**Work instruction**
Pick each line that has "RawResponse" out of the records.

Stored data
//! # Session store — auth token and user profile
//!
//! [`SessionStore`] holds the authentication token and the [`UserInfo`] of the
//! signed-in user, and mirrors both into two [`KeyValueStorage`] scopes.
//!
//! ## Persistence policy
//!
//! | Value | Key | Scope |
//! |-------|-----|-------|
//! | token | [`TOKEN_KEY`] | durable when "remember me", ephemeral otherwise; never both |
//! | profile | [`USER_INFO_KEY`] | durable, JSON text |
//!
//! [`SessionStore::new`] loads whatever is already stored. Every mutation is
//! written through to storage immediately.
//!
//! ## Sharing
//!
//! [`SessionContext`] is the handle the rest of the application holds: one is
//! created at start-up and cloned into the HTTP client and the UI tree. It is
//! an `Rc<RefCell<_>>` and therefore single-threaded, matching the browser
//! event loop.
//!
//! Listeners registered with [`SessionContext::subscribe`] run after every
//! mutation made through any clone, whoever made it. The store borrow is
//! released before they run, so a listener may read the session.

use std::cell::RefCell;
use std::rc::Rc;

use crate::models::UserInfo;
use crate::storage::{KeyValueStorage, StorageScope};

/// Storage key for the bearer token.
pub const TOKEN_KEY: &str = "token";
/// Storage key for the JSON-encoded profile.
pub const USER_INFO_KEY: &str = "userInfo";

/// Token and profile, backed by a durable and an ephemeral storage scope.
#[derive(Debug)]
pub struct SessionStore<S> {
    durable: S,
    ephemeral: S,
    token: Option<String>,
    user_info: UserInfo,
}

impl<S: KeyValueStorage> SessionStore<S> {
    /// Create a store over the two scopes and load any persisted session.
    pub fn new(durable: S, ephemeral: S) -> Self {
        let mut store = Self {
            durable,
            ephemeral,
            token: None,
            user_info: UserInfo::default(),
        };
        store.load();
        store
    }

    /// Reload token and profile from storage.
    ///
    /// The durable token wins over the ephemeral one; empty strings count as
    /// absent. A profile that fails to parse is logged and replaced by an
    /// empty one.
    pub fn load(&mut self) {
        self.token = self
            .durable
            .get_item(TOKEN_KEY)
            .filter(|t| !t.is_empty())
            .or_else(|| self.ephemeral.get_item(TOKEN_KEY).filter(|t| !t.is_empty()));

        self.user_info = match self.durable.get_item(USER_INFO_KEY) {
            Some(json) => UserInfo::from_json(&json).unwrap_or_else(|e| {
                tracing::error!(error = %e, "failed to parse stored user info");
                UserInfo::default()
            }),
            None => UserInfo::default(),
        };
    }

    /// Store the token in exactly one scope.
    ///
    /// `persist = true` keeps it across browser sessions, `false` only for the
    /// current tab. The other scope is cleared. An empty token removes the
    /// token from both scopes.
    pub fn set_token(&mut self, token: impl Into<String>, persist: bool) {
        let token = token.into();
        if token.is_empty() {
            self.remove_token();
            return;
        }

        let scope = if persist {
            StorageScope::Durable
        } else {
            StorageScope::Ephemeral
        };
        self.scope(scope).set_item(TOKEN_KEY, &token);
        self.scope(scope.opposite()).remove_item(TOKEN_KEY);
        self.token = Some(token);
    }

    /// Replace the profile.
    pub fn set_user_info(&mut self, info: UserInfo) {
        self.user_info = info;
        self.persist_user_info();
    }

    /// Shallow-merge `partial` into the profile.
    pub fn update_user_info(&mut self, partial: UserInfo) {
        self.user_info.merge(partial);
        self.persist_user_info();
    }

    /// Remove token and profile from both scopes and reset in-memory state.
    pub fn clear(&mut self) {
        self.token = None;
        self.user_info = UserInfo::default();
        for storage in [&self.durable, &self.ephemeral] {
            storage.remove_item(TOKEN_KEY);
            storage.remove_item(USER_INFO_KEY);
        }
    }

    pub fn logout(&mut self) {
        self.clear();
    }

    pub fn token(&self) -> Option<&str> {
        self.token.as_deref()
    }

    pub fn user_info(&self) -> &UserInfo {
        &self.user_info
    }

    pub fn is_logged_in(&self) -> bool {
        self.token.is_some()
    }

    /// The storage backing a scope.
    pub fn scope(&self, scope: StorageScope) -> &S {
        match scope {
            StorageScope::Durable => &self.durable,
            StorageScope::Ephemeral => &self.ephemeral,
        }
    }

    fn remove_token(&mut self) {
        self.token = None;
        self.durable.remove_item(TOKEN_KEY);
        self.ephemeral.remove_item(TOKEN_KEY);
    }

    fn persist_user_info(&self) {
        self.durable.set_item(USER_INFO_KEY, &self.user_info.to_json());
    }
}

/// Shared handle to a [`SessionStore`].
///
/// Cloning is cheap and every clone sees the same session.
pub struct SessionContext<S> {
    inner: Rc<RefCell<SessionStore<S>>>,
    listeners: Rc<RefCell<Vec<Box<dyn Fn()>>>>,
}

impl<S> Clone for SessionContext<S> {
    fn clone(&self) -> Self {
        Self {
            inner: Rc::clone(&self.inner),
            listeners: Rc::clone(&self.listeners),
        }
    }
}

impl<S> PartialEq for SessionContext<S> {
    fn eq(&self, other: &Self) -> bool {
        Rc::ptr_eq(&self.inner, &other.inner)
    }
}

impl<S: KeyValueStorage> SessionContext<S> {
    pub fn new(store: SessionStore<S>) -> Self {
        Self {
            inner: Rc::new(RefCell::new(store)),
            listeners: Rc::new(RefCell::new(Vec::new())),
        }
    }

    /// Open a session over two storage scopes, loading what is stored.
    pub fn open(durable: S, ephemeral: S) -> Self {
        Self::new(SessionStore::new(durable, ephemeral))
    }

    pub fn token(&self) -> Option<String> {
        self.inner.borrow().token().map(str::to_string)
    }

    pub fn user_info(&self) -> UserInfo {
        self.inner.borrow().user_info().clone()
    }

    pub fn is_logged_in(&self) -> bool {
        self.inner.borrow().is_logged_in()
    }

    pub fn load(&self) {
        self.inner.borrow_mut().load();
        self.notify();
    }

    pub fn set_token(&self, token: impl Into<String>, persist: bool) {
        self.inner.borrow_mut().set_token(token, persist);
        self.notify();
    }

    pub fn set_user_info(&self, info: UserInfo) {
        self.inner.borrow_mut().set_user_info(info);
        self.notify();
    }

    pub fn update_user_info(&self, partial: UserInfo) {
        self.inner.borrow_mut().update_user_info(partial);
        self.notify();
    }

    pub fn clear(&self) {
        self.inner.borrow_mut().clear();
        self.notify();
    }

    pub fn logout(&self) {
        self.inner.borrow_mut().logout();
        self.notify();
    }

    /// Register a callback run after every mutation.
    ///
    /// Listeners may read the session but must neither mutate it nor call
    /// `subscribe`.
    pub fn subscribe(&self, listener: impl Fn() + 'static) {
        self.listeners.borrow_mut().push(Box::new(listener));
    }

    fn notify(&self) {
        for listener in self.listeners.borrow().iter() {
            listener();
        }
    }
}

...

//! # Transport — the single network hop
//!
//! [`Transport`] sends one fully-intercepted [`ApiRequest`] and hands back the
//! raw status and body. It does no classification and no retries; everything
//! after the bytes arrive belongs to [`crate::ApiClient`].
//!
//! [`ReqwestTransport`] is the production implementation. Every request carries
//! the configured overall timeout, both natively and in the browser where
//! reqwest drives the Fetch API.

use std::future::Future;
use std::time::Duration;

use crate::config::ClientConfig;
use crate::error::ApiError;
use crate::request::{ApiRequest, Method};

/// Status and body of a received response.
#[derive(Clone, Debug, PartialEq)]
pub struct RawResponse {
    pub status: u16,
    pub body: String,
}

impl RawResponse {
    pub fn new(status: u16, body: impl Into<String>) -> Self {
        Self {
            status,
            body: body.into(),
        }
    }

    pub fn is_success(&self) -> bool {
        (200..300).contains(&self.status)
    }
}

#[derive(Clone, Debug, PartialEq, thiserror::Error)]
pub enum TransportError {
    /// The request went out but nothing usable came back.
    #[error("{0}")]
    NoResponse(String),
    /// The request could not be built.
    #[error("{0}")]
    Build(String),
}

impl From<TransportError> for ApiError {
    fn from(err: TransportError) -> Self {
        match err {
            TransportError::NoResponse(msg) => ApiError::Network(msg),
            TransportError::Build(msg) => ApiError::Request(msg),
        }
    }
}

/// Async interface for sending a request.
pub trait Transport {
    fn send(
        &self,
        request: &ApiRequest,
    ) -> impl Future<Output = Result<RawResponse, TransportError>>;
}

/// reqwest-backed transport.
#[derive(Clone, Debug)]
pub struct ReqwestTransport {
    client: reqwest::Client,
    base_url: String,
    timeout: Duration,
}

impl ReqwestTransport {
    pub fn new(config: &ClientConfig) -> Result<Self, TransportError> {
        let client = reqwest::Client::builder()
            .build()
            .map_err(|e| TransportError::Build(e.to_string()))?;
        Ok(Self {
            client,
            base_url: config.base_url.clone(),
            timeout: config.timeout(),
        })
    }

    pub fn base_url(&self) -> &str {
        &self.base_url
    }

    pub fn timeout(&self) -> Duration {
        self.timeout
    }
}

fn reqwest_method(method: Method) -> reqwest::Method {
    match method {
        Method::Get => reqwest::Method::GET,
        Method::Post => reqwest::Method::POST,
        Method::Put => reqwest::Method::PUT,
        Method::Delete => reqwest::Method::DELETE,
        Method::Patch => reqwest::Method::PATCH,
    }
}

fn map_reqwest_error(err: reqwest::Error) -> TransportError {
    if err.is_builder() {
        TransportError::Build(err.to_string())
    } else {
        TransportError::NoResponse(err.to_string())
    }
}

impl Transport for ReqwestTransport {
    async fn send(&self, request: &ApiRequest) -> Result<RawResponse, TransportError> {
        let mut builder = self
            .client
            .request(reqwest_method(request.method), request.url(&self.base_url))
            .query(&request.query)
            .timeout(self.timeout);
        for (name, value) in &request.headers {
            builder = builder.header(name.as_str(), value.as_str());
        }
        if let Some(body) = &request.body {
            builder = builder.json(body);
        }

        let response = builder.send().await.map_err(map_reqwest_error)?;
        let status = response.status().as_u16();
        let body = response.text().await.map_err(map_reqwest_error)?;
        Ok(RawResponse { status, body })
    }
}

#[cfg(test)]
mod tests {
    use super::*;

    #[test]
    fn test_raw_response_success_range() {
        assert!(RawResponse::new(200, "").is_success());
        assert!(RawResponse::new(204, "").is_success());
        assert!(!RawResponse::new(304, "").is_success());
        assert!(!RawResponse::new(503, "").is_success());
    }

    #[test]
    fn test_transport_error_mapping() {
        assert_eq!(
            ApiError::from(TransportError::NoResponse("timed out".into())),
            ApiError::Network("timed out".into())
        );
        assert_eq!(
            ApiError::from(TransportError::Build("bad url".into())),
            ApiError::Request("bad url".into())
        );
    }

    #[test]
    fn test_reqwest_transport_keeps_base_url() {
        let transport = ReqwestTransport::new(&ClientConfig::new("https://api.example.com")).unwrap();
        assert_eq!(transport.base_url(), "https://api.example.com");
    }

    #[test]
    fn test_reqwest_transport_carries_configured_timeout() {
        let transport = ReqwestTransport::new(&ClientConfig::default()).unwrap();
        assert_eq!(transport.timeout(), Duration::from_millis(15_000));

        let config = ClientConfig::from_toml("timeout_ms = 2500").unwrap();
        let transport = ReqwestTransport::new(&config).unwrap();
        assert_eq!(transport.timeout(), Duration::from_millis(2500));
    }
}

**Answer for the task**
pub struct RawResponse {
impl RawResponse {
    ) -> impl Future<Output = Result<RawResponse, TransportError>>;
    async fn send(&self, request: &ApiRequest) -> Result<RawResponse, TransportError> {
        Ok(RawResponse { status, body })
        assert!(RawResponse::new(200, "").is_success());
        assert!(RawResponse::new(204, "").is_success());
        assert!(!RawResponse::new(304, "").is_success());
        assert!(!RawResponse::new(503, "").is_success());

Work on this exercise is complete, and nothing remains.